The method is iterating over all loaded data, to create rows based on values in PARTID-column and then set the target columns value.
As known from first step that can be joined with that loop inside FetchData method.
The return table structure is currently built after receiving all data, but if the data should be filled at receipt, that must also be done there.
After some more small modifications the time consumption is still rather high and there is only one part left I haven’t touched yet.

At the Beginning of CalculatePivot method it is checked whether an row already exists or it has to be created. The DataTable.Select() method seems to be rather inefficient at finding rows by it’s primary key, especially because it is returning a collection of DataRows.
It is recommended to query primary keys with on of the DataTable.Rows.Find() methods, and well, I have to say it’s worth it.
But is that really the fastest way to get a DataRow?
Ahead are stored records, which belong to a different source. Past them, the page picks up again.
use std::io;
use tokio::io::{AsyncBufRead, AsyncBufReadExt, AsyncReadExt, AsyncWrite, AsyncWriteExt};

use crate::constants::MAX_FRAME_LENGTH;

/// Reads the next newline-delimited frame, without the delimiter.
/// Returns `Ok(None)` once the stream is closed.
pub async fn read_frame<R>(reader: &mut R) -> io::Result<Option<String>>
where
    R: AsyncBufRead + Unpin,
{
    let mut line = String::new();
    // Bound the read so a peer that never sends a newline can't make us
    // allocate without limit.
    let mut limited = reader.take((MAX_FRAME_LENGTH as u64) + 2);
    let n = limited.read_line(&mut line).await?;
    if n == 0 {
        return Ok(None);
    }
    while line.ends_with('\n') || line.ends_with('\r') {
        line.pop();
    }
    if line.len() > MAX_FRAME_LENGTH {
        return Err(io::Error::new(
            io::ErrorKind::InvalidData,
            format!("frame exceeds maximum allowed length of {MAX_FRAME_LENGTH} bytes"),
        ));
    }
    Ok(Some(line))
}

/// Writes one frame and its delimiter in a single chunk, then flushes.
pub async fn write_frame<W>(writer: &mut W, frame: &str) -> io::Result<()>
where
    W: AsyncWrite + Unpin,
{
    if frame.contains('\n') {
        return Err(io::Error::new(
            io::ErrorKind::InvalidData,
            "frame contains a newline",
        ));
    }
    if frame.len() > MAX_FRAME_LENGTH {
        return Err(io::Error::new(
            io::ErrorKind::InvalidData,
            format!("frame exceeds maximum allowed length of {MAX_FRAME_LENGTH} bytes"),
        ));
    }
    let mut buf = Vec::with_capacity(frame.len() + 1);
    buf.extend_from_slice(frame.as_bytes());
    buf.push(b'\n');
    writer.write_all(&buf).await?;
    writer.flush().await
}

#[cfg(test)]
mod tests {
    use tokio::io::{AsyncWriteExt, BufReader, duplex};

    use super::{read_frame, write_frame};
    use crate::constants::MAX_FRAME_LENGTH;

    #[tokio::test]
    async fn write_and_read() {
        let (mut tx, rx) = duplex(4096);
        let mut reader = BufReader::new(rx);
        write_frame(&mut tx, "PLAYER_TURN:alice").await.unwrap();
        assert_eq!(
            read_frame(&mut reader).await.unwrap(),
            Some("PLAYER_TURN:alice".to_string())
        );
    }

    #[tokio::test]
    async fn read_multiple_frames_in_order() {
        let (mut tx, rx) = duplex(4096);
        let mut reader = BufReader::new(rx);
        for frame in ["first", "second", "third"] {
            write_frame(&mut tx, frame).await.unwrap();
        }
        for frame in ["first", "second", "third"] {
            assert_eq!(read_frame(&mut reader).await.unwrap().as_deref(), Some(frame));
        }
    }

    #[tokio::test]
    async fn read_frame_handles_crlf() {
        let (mut tx, rx) = duplex(4096);
        let mut reader = BufReader::new(rx);
        tx.write_all(b"TURN_WINNER:bob\r\n").await.unwrap();
        assert_eq!(
            read_frame(&mut reader).await.unwrap(),
            Some("TURN_WINNER:bob".to_string())
        );
    }

    #[tokio::test]
    async fn eof_yields_none() {
        let (tx, rx) = duplex(4096);
        let mut reader = BufReader::new(rx);
        drop(tx);
        assert_eq!(read_frame(&mut reader).await.unwrap(), None);
    }

    #[tokio::test]
    async fn reject_oversized_frame() {
        let (mut tx, rx) = duplex(MAX_FRAME_LENGTH * 2);
        let mut reader = BufReader::new(rx);
        let monster = "x".repeat(MAX_FRAME_LENGTH + 1);
        tokio::spawn(async move {
            let _ = tx.write_all(monster.as_bytes()).await;
            let _ = tx.write_all(b"\n").await;
        });
        assert!(read_frame(&mut reader).await.is_err());
    }

    #[tokio::test]
    async fn refuse_to_write_embedded_newline() {
        let (mut tx, _rx) = duplex(4096);
        assert!(write_frame(&mut tx, "CHAT:hi\nKICKED").await.is_err());
    }

    #[tokio::test]
    async fn empty_frame_roundtrips() {
        let (mut tx, rx) = duplex(4096);
        let mut reader = BufReader::new(rx);
        write_frame(&mut tx, "").await.unwrap();
        assert_eq!(read_frame(&mut reader).await.unwrap(), Some(String::new()));
    }
}
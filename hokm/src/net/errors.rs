//! Protocol error types for wire message decoding.

use thiserror::Error;

use crate::game::entities::{ParseCardError, ParseSuitError};

/// Errors raised while decoding a message whose kind was recognized.
/// These are never fatal: the receive loop logs the message and drops it.
#[derive(Debug, Error, Eq, PartialEq)]
pub enum ProtocolError {
    /// A known kind arrived with too few fields.
    #[error("{kind} is missing field {index}")]
    MissingField { kind: &'static str, index: usize },

    /// A field that must be numeric was not.
    #[error("{kind} has a non-numeric field: {value}")]
    InvalidNumber { kind: &'static str, value: String },

    /// A payload with special structure (e.g. a bracketed card list)
    /// did not have it.
    #[error("{kind} payload is malformed: {value}")]
    MalformedPayload { kind: &'static str, value: String },

    #[error(transparent)]
    Suit(#[from] ParseSuitError),

    #[error(transparent)]
    Card(#[from] ParseCardError),
}
// ABOUTME: Movement and equipment catalog route handlers
// ABOUTME: Lists movements, filters them by a saved equipment filter, and lists equipment
//
// Licensed under either of Apache License, Version 2.0 or MIT License at your option.
// Copyright ©2025 Async-IO.org

use std::sync::Arc;

use axum::extract::{Query, State};
use axum::http::StatusCode;
use axum::response::{IntoResponse, Response};
use axum::routing::get;
use axum::{Json, Router};
use repforge_core::errors::AppError;
use repforge_core::models::{flexible_id, MessageResponse};
use serde::Deserialize;

use crate::middleware::AuthUser;
use crate::resources::ServerResources;

/// Query of the filtered movement list
#[derive(Debug, Default, Deserialize)]
pub struct FilteredMovementsQuery {
    /// Saved equipment filter to apply
    #[serde(default, deserialize_with = "flexible_id::deserialize")]
    pub filter_id: Option<i64>,
}

/// Movement catalog routes implementation
pub struct MovementRoutes;

impl MovementRoutes {
    /// Create all movement and equipment routes
    pub fn routes(resources: Arc<ServerResources>) -> Router {
        Router::new()
            .route(
                "/api/movements/extract-movements/",
                get(Self::handle_extract_movements),
            )
            .route(
                "/api/movements/filtered-movements/",
                get(Self::handle_filtered_movements),
            )
            .route("/api/equipment/", get(Self::handle_list_equipment))
            .with_state(resources)
    }

    /// Handle GET /api/movements/extract-movements/
    async fn handle_extract_movements(
        State(resources): State<Arc<ServerResources>>,
    ) -> Result<Response, AppError> {
        let movements = resources.database.movements().list_movements().await?;
        if movements.is_empty() {
            return Ok((
                StatusCode::NOT_FOUND,
                Json(MessageResponse::new("No movements found.")),
            )
                .into_response());
        }
        Ok((StatusCode::OK, Json(movements)).into_response())
    }

    /// Handle GET /api/movements/filtered-movements/?filter_id=
    ///
    /// Filters are private, so applying one needs the owner's token.
    async fn handle_filtered_movements(
        State(resources): State<Arc<ServerResources>>,
        auth: Option<AuthUser>,
        Query(query): Query<FilteredMovementsQuery>,
    ) -> Result<Response, AppError> {
        let movements = resources.database.movements();
        let Some(filter_id) = query.filter_id else {
            return Ok((StatusCode::OK, Json(movements.list_movements().await?)).into_response());
        };

        let auth = auth.ok_or_else(AppError::auth_required)?;
        let filter = resources
            .database
            .equipment_filters()
            .get_filter(auth.user_id, filter_id)
            .await?
            .ok_or_else(|| AppError::not_found("Equipment filter"))?;

        let matching = movements.movements_for_equipment(&filter.equipment).await?;
        Ok((StatusCode::OK, Json(matching)).into_response())
    }

    /// Handle GET /api/equipment/
    async fn handle_list_equipment(
        State(resources): State<Arc<ServerResources>>,
    ) -> Result<Response, AppError> {
        let equipment = resources.database.movements().list_equipment().await?;
        Ok((StatusCode::OK, Json(equipment)).into_response())
    }
}
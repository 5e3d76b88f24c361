// ABOUTME: Single-owner notification list with ordered, ticketed refreshes
// ABOUTME: Stale refresh responses that resolve after a newer refresh or a clear are dropped
//
// SPDX-License-Identifier: MIT OR Apache-2.0
// Copyright (c) 2025 Async-IO.org

//! # Notification Center
//!
//! The notification list is shared by every screen. All changes go through
//! [`NotificationCenter::dispatch`], and refreshes carry a [`RefreshTicket`]
//! taken when the request was issued. A response is applied only if no newer
//! ticket has been applied and no clear happened since it was issued.

use std::collections::HashSet;
use std::sync::{Arc, Mutex, MutexGuard};

use repforge_core::models::ScheduledNotification;
use tracing::debug;

use crate::api::ApiClient;
use crate::error::{ClientError, ClientResult};

/// Issue order of a refresh request
#[derive(Debug, Clone, Copy, PartialEq, Eq, PartialOrd, Ord)]
pub struct RefreshTicket(u64);

/// Changes to the notification list
#[derive(Debug, Clone, PartialEq, Eq)]
pub enum NotificationAction {
    /// Replace the list with a fetched one; unsent entries are dropped
    Replace {
        /// Ticket taken when the fetch was issued
        ticket: RefreshTicket,
        /// Fetched entries
        notifications: Vec<ScheduledNotification>,
    },
    /// Empty the list
    Clear,
    /// Mark one entry read
    MarkRead(i64),
}

/// Notification list state
#[derive(Debug, Default, Clone)]
pub struct NotificationCenter {
    notifications: Vec<ScheduledNotification>,
    read: HashSet<i64>,
    issued: u64,
    applied: u64,
}

impl NotificationCenter {
    /// Empty center
    #[must_use]
    pub fn new() -> Self {
        Self::default()
    }

    /// Take a ticket before issuing a refresh request
    pub fn issue(&mut self) -> RefreshTicket {
        self.issued += 1;
        RefreshTicket(self.issued)
    }

    /// Apply an action, returning whether it changed state
    pub fn dispatch(&mut self, action: NotificationAction) -> bool {
        match action {
            NotificationAction::Replace {
                ticket,
                notifications,
            } => {
                if ticket.0 <= self.applied {
                    debug!(ticket = ticket.0, applied = self.applied, "Dropping stale refresh");
                    return false;
                }
                self.applied = ticket.0;
                self.notifications = notifications
                    .into_iter()
                    .filter(|notification| notification.sent)
                    .collect();
                let live: HashSet<i64> = self.notifications.iter().map(|n| n.id).collect();
                self.read.retain(|id| live.contains(id));
                true
            }
            NotificationAction::Clear => {
                self.applied = self.issued;
                self.notifications.clear();
                self.read.clear();
                true
            }
            NotificationAction::MarkRead(id) => {
                self.notifications.iter().any(|n| n.id == id) && self.read.insert(id)
            }
        }
    }

    /// Current entries
    #[must_use]
    pub fn notifications(&self) -> &[ScheduledNotification] {
        &self.notifications
    }

    /// Entries not yet marked read
    #[must_use]
    pub fn unread_count(&self) -> usize {
        self.notifications
            .iter()
            .filter(|notification| !self.read.contains(&notification.id))
            .count()
    }
}

/// Cloneable handle that serializes access to one [`NotificationCenter`]
#[derive(Debug, Default, Clone)]
pub struct NotificationStore {
    inner: Arc<Mutex<NotificationCenter>>,
}

impl NotificationStore {
    /// Empty store
    #[must_use]
    pub fn new() -> Self {
        Self::default()
    }

    /// Apply an action
    ///
    /// # Errors
    ///
    /// Returns an error if a previous holder panicked while dispatching
    pub fn dispatch(&self, action: NotificationAction) -> ClientResult<bool> {
        Ok(self.lock()?.dispatch(action))
    }

    /// Copy of the current entries and unread count
    ///
    /// # Errors
    ///
    /// Returns an error if a previous holder panicked while dispatching
    pub fn snapshot(&self) -> ClientResult<(Vec<ScheduledNotification>, usize)> {
        let center = self.lock()?;
        Ok((center.notifications().to_vec(), center.unread_count()))
    }

    /// Fetch the list and apply it unless a newer refresh or a clear got there first
    ///
    /// # Errors
    ///
    /// Returns an error if the fetch fails
    pub async fn refresh(&self, api: &ApiClient) -> ClientResult<bool> {
        let ticket = self.lock()?.issue();
        let list = api.notifications().await?;
        self.dispatch(NotificationAction::Replace {
            ticket,
            notifications: list.notifications,
        })
    }

    /// Clear on the server, then locally
    ///
    /// # Errors
    ///
    /// Returns an error if the server call fails
    pub async fn clear(&self, api: &ApiClient) -> ClientResult<()> {
        api.clear_notifications().await?;
        self.dispatch(NotificationAction::Clear).map(drop)
    }

    fn lock(&self) -> ClientResult<MutexGuard<'_, NotificationCenter>> {
        self.inner.lock().map_err(ClientError::session)
    }
}

#[cfg(test)]
mod tests {
    use chrono::Utc;

    use super::*;

    fn notification(id: i64, sent: bool) -> ScheduledNotification {
        let now = Utc::now();
        ScheduledNotification {
            id,
            owner_id: 1,
            workout_id: None,
            scheduled_datetime: now,
            sent,
            canceled: false,
            title: "Workout reminder".to_owned(),
            subtitle: None,
            body: "Legs is scheduled for today".to_owned(),
            cleared_by_user: false,
            created_at: now,
            updated_at: now,
        }
    }

    #[test]
    fn test_replace_keeps_sent_only() {
        let mut center = NotificationCenter::new();
        let ticket = center.issue();
        assert!(center.dispatch(NotificationAction::Replace {
            ticket,
            notifications: vec![notification(1, true), notification(2, false)],
        }));
        assert_eq!(center.notifications().len(), 1);
        assert_eq!(center.unread_count(), 1);
    }

    #[test]
    fn test_stale_refresh_is_dropped() {
        let mut center = NotificationCenter::new();
        let older = center.issue();
        let newer = center.issue();

        assert!(center.dispatch(NotificationAction::Replace {
            ticket: newer,
            notifications: vec![notification(2, true)],
        }));
        assert!(!center.dispatch(NotificationAction::Replace {
            ticket: older,
            notifications: vec![notification(1, true), notification(3, true)],
        }));
        assert_eq!(center.notifications()[0].id, 2);
    }

    #[test]
    fn test_clear_invalidates_in_flight_refresh() {
        let mut center = NotificationCenter::new();
        let in_flight = center.issue();
        center.dispatch(NotificationAction::Clear);

        assert!(!center.dispatch(NotificationAction::Replace {
            ticket: in_flight,
            notifications: vec![notification(1, true)],
        }));
        assert!(center.notifications().is_empty());
    }

    #[test]
    fn test_mark_read() {
        let mut center = NotificationCenter::new();
        let ticket = center.issue();
        center.dispatch(NotificationAction::Replace {
            ticket,
            notifications: vec![notification(1, true), notification(2, true)],
        });

        assert!(center.dispatch(NotificationAction::MarkRead(1)));
        assert!(!center.dispatch(NotificationAction::MarkRead(1)));
        assert!(!center.dispatch(NotificationAction::MarkRead(99)));
        assert_eq!(center.unread_count(), 1);
    }
}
No!

You can get a approximately 4-times boost by tracking your primary key information inside a separate dictionary and query against that.
But don’t forget to remove the primary key definition from data table to get the full benefit.

Following test results are based on building a DataTable with 10.000 rows, querying each 100 times.

DataTable.Select() 40767 ms
DataTable.Rows.Find() 21980 ms
Dictionary with Primary Key 20239 ms
Dictionary without Primary Key 11637 ms

This data shows, that you shouldn’t always rely on the methods provided by .NET Framework. There is often a compromise to be agreed when optimizing method for multiple possible usages. A self implemented method, specialized on that what you currently need, is often much faster.

Interestingly the same applies on DataTable.Columns.Contains(string key) method, the own caching solution is a bit faster than the provided Framework method.

pivot_timeconsumption3

A new comparison shows that only two of the initial methods are left. By moving the major parts into FetchData method, 99% of time used, is spend there. But compared to the first implementation of Pivot Table process, it completes in only 2.4% of time. That equates to a 40-times improvement.